• [Assigned task]: If a line in the entries below holds the string "JoinError", copy it.

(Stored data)
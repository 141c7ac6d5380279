use axum::{
    extract::{Query, State},
    response::IntoResponse,
    Extension, Json,
};
use serde::Deserialize;

use crate::{api_state::ApiState, error::ApiError, middleware_api_auth::Identity};

#[derive(Debug, Deserialize)]
#[serde(rename_all = "camelCase")]
pub struct HistoryParams {
    pub page: Option<usize>,
    pub page_size: Option<usize>,
}

pub async fn get_history(
    State(state): State<ApiState>,
    Extension(identity): Extension<Identity>,
    Query(params): Query<HistoryParams>,
) -> Result<impl IntoResponse, ApiError> {
    let user = identity.required()?;
    let page = state
        .compression
        .list_history(&user.id, params.page, params.page_size)
        .await?;

    Ok(Json(page))
}
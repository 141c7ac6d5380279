pub mod compression;
pub mod error;
pub mod storage;
pub mod utils;
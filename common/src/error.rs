use thiserror::Error;
use tokio::task::JoinError;

// Core internal errors
#[derive(Error, Debug)]
pub enum AppError {
    #[error("Database error: {0}")]
    Database(#[from] surrealdb::Error),
    #[error("Storage error: {0}")]
    Storage(#[from] object_store::Error),
    #[error("Not found: {0}")]
    NotFound(String),
    #[error("Validation error: {0}")]
    Validation(String),
    #[error("No file uploaded")]
    NoFile,
    #[error("Unsupported file type: {0}. Allowed: JPG, PNG, WebP, AVIF")]
    InvalidFileType(String),
    #[error("File too large: {size} bytes exceeds the {limit} byte limit")]
    FileTooLarge { size: u64, limit: u64 },
    #[error("Daily upload quota exceeded ({limit} per day)")]
    QuotaExceeded { limit: u32 },
    #[error("File not ready yet: {0}")]
    NotReady(String),
    #[error("File expired or deleted: {0}")]
    Expired(String),
    #[error("No completed jobs in batch {0}")]
    BatchNotReady(String),
    #[error("Authorization error: {0}")]
    Auth(String),
    #[error("Image codec error: {0}")]
    Codec(String),
    #[error("Archive error: {0}")]
    Archive(#[from] zip::result::ZipError),
    #[error("Task join error: {0}")]
    Join(#[from] JoinError),
    #[error("IoError: {0}")]
    Io(#[from] std::io::Error),
    #[error("Config error: {0}")]
    Config(#[from] config::ConfigError),
    #[error("Anyhow error: {0}")]
    Anyhow(#[from] anyhow::Error),
    #[error("Compression Processing error: {0}")]
    Processing(String),
    #[error("Internal service error: {0}")]
    InternalError(String),
}

impl AppError {
    /// Whether a failed processing attempt is worth redelivering.
    pub fn is_retryable(&self) -> bool {
        !matches!(
            self,
            AppError::Validation(_)
                | AppError::InvalidFileType(_)
                | AppError::FileTooLarge { .. }
                | AppError::NoFile
        )
    }

    /// Stable machine-readable code reported to clients.
    pub fn code(&self) -> &'static str {
        match self {
            AppError::NotFound(_) => "JOB_NOT_FOUND",
            AppError::Validation(_) => "VALIDATION_ERROR",
            AppError::NoFile => "NO_FILE",
            AppError::InvalidFileType(_) => "INVALID_FILE_TYPE",
            AppError::FileTooLarge { .. } => "FILE_TOO_LARGE",
            AppError::QuotaExceeded { .. } => "QUOTA_EXCEEDED",
            AppError::NotReady(_) => "NOT_READY",
            AppError::Expired(_) => "FILE_EXPIRED",
            AppError::BatchNotReady(_) => "BATCH_NOT_READY",
            AppError::Auth(_) => "UNAUTHORIZED",
            _ => "INTERNAL_ERROR",
        }
    }
}
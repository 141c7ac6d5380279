use std::{path::Path, sync::Arc, time::Duration};

use chrono::{DateTime, Utc};
use common::{
    error::AppError,
    storage::{
        db::SurrealDbClient,
        store::StorageManager,
        types::{
            compression_job::CompressionJob,
            compression_task::{CompressionTask, KEEP_DEAD_LETTER_TASKS, KEEP_SUCCEEDED_TASKS},
        },
    },
};
use tracing::{debug, error, info, warn};

use crate::pipeline::compressed_output_path;

#[derive(Debug, Clone, Copy, Default, PartialEq, Eq)]
pub struct SweepReport {
    pub expired_jobs: usize,
    pub artifacts_removed: usize,
    pub tasks_pruned: usize,
}

async fn remove_local(path: &Path) -> bool {
    match tokio::fs::remove_file(path).await {
        Ok(()) => true,
        Err(err) if err.kind() == std::io::ErrorKind::NotFound => false,
        Err(err) => {
            warn!(path = %path.display(), error = %err, "failed to remove local file");
            false
        }
    }
}

/// Deletes every job past its expiry together with its files, then trims the
/// finished task history.
#[tracing::instrument(skip_all, fields(now = %now))]
pub async fn run_expiry_sweep(
    db: &SurrealDbClient,
    storage: &StorageManager,
    now: DateTime<Utc>,
) -> Result<SweepReport, AppError> {
    let expired = CompressionJob::find_expired(now, db).await?;
    let mut report = SweepReport {
        expired_jobs: expired.len(),
        ..SweepReport::default()
    };

    let mut ids = Vec::with_capacity(expired.len());
    for job in expired {
        if let Some(locator) = job.output_path.as_deref() {
            match storage.delete(locator).await {
                Ok(()) => report.artifacts_removed += 1,
                Err(err) => {
                    warn!(job_id = %job.id, %locator, error = %err, "failed to delete artifact");
                }
            }
        }

        let input = Path::new(&job.storage_path);
        remove_local(input).await;
        if storage.is_remote() || job.output_path.is_none() {
            remove_local(&compressed_output_path(input)).await;
        }

        ids.push(job.id);
    }

    CompressionJob::delete_many(ids, db).await?;
    report.tasks_pruned =
        CompressionTask::prune_finished(db, KEEP_SUCCEEDED_TASKS, KEEP_DEAD_LETTER_TASKS).await?;

    if report.expired_jobs > 0 || report.tasks_pruned > 0 {
        info!(
            expired_jobs = report.expired_jobs,
            artifacts_removed = report.artifacts_removed,
            tasks_pruned = report.tasks_pruned,
            "expiry sweep finished"
        );
    } else {
        debug!("expiry sweep found nothing to remove");
    }

    Ok(report)
}

pub async fn run_sweeper_loop(
    db: Arc<SurrealDbClient>,
    storage: StorageManager,
    interval: Duration,
) -> Result<(), AppError> {
    let mut ticker = tokio::time::interval(interval.max(Duration::from_secs(1)));
    ticker.set_missed_tick_behavior(tokio::time::MissedTickBehavior::Delay);

    loop {
        ticker.tick().await;
        if let Err(err) = run_expiry_sweep(&db, &storage, Utc::now()).await {
            error!(error = %err, "expiry sweep failed");
        }
    }
}

#[cfg(test)]
mod tests {
    use super::*;
    use chrono::Duration as ChronoDuration;
    use common::{
        compression::{CompressionService, UploadedFile},
        storage::types::compression_job::JobDraft,
        utils::config::{AppConfig, StorageKind},
    };
    use std::io::Write;
    use tempfile::NamedTempFile;
    use uuid::Uuid;

    async fn service(data_dir: &Path) -> CompressionService {
        let config = AppConfig {
            data_dir: data_dir.to_string_lossy().into_owned(),
            storage: StorageKind::Local,
            ..Default::default()
        };
        let db = SurrealDbClient::memory("sweeper_test", &Uuid::new_v4().to_string())
            .await
            .expect("in-memory surrealdb");
        db.ensure_initialized().await.expect("indexes");
        let storage = StorageManager::new(&config).await.expect("storage");
        CompressionService::new(Arc::new(db), storage, config)
    }

    async fn submit(service: &CompressionService, name: &str) -> CompressionJob {
        let mut file = NamedTempFile::new().expect("temp file");
        file.write_all(b"0123456789").expect("write");
        service
            .submit(
                UploadedFile {
                    file,
                    file_name: name.into(),
                    content_type: Some("image/png".into()),
                },
                75,
                None,
            )
            .await
            .expect("submit")
    }

    #[tokio::test]
    async fn expired_jobs_are_removed_with_their_files() {
        let dir = tempfile::tempdir().expect("tempdir");
        let service = service(dir.path()).await;
        let db = service.db();

        let input = dir.path().join("uploads").join("old.png");
        std::fs::create_dir_all(dir.path().join("uploads")).expect("uploads dir");
        std::fs::write(&input, b"0123456789").expect("write upload");
        let output = compressed_output_path(&input);
        std::fs::write(&output, b"01234").expect("write artifact");

        let expired = CompressionJob::create_and_add_to_db(
            JobDraft {
                batch_id: None,
                user_id: None,
                original_name: "old.png".into(),
                original_size: 10,
                mime_type: "image/png".into(),
                quality: 75,
                storage_path: input.to_string_lossy().into_owned(),
            },
            ChronoDuration::hours(-1),
            db,
        )
        .await
        .expect("job");
        expired
            .mark_processing(db)
            .await
            .expect("processing")
            .mark_done(output.to_string_lossy().into_owned(), 5, db)
            .await
            .expect("done");

        let fresh = submit(&service, "fresh.png").await;

        let report = run_expiry_sweep(db, service.storage(), Utc::now())
            .await
            .expect("sweep");
        assert_eq!(report.expired_jobs, 1);
        assert_eq!(report.artifacts_removed, 1);

        assert!(matches!(
            service.get_status(&expired.id).await,
            Err(AppError::NotFound(_))
        ));
        assert!(!output.exists());
        assert!(!input.exists());

        assert!(service.get_status(&fresh.id).await.is_ok());
        assert!(Path::new(&fresh.storage_path).exists());

        let again = run_expiry_sweep(db, service.storage(), Utc::now())
            .await
            .expect("sweep");
        assert_eq!(again, SweepReport::default());
    }
}
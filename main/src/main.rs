use api_router::{api_routes_v1, api_state::ApiState};
use axum::Router;
use common::{
    compression::API_PREFIX,
    storage::{db::SurrealDbClient, store::StorageManager},
    utils::config::get_config,
};
use compression_pipeline::{
    pipeline::CompressionPipeline, run_worker_pool, sweeper::run_sweeper_loop,
};
use std::{future::IntoFuture, sync::Arc, time::Duration};
use tracing::{error, info};
use tracing_subscriber::{fmt, prelude::*, EnvFilter};

#[tokio::main]
async fn main() -> Result<(), Box<dyn std::error::Error>> {
    // Set up tracing
    tracing_subscriber::registry()
        .with(fmt::layer().with_writer(std::io::stderr))
        .with(EnvFilter::from_default_env())
        .try_init()
        .ok();

    // Get config
    let config = get_config()?;

    let db = Arc::new(
        SurrealDbClient::new(
            &config.surrealdb_address,
            &config.surrealdb_username,
            &config.surrealdb_password,
            &config.surrealdb_namespace,
            &config.surrealdb_database,
        )
        .await?,
    );

    // Ensure db is initialized
    db.ensure_initialized().await?;

    // Create global storage manager
    let storage = StorageManager::new(&config).await?;

    let api_state = ApiState::with_resources(db.clone(), config.clone(), storage.clone());
    let app = build_app(api_state);

    info!("Starting server listening on 0.0.0.0:{}", config.http_port);
    let serve_address = format!("0.0.0.0:{}", config.http_port);
    let listener = tokio::net::TcpListener::bind(serve_address).await?;

    let compression_pipeline = Arc::new(CompressionPipeline::new(db.clone(), storage.clone()));
    info!(
        concurrency = config.worker_concurrency,
        "Starting worker pool alongside the server"
    );

    tokio::select! {
        result = axum::serve(listener, app).into_future() => {
            if let Err(e) = result {
                error!("Server error: {}", e);
            }
        }
        result = run_worker_pool(db.clone(), compression_pipeline, config.worker_concurrency) => {
            if let Err(e) = result {
                error!("Worker pool error: {}", e);
            }
        }
        result = run_sweeper_loop(db, storage, Duration::from_secs(config.sweep_interval_secs)) => {
            if let Err(e) = result {
                error!("Sweeper error: {}", e);
            }
        }
    }

    Ok(())
}

fn build_app(api_state: ApiState) -> Router {
    Router::new()
        .nest(API_PREFIX, api_routes_v1(&api_state))
        .with_state(api_state)
}

#[cfg(test)]
mod tests {
    use super::*;
    use axum::{body::Body, http::Request, http::StatusCode};
    use common::utils::config::{AppConfig, StorageKind};
    use compression_pipeline::sweeper::run_expiry_sweep;
    use std::path::Path;
    use tower::ServiceExt;
    use uuid::Uuid;

    fn smoke_test_config(namespace: &str, database: &str, data_dir: &Path) -> AppConfig {
        AppConfig {
            surrealdb_address: "mem://".into(),
            surrealdb_username: "root".into(),
            surrealdb_password: "root".into(),
            surrealdb_namespace: namespace.into(),
            surrealdb_database: database.into(),
            data_dir: data_dir.to_string_lossy().into_owned(),
            http_port: 0,
            storage: StorageKind::Local,
            ..Default::default()
        }
    }

    #[tokio::test(flavor = "multi_thread", worker_threads = 2)]
    async fn smoke_startup_with_in_memory_surrealdb() {
        let namespace = "test_ns";
        let database = format!("test_db_{}", Uuid::new_v4());
        let data_dir = std::env::temp_dir().join(format!("compressor_smoke_{}", Uuid::new_v4()));
        tokio::fs::create_dir_all(&data_dir)
            .await
            .expect("failed to create temp data directory");

        let config = smoke_test_config(namespace, &database, &data_dir);
        let db = Arc::new(
            SurrealDbClient::memory(namespace, &database)
                .await
                .expect("failed to start in-memory surrealdb"),
        );
        db.ensure_initialized()
            .await
            .expect("failed to build indexes");

        let storage = StorageManager::new(&config)
            .await
            .expect("failed to build storage manager");

        let app = build_app(ApiState::with_resources(
            db.clone(),
            config.clone(),
            storage.clone(),
        ));

        let response = app
            .clone()
            .oneshot(
                Request::builder()
                    .uri("/api/v1/live")
                    .body(Body::empty())
                    .expect("request"),
            )
            .await
            .expect("router response");
        assert_eq!(response.status(), StatusCode::OK);

        let ready_response = app
            .oneshot(
                Request::builder()
                    .uri("/api/v1/ready")
                    .body(Body::empty())
                    .expect("request"),
            )
            .await
            .expect("ready response");
        assert_eq!(ready_response.status(), StatusCode::OK);

        let report = run_expiry_sweep(&db, &storage, chrono::Utc::now())
            .await
            .expect("sweep on empty store");
        assert_eq!(report.expired_jobs, 0);

        tokio::fs::remove_dir_all(&data_dir).await.ok();
    }
}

• [Solved exercise]:
use tokio::task::JoinError;
    Join(#[from] JoinError),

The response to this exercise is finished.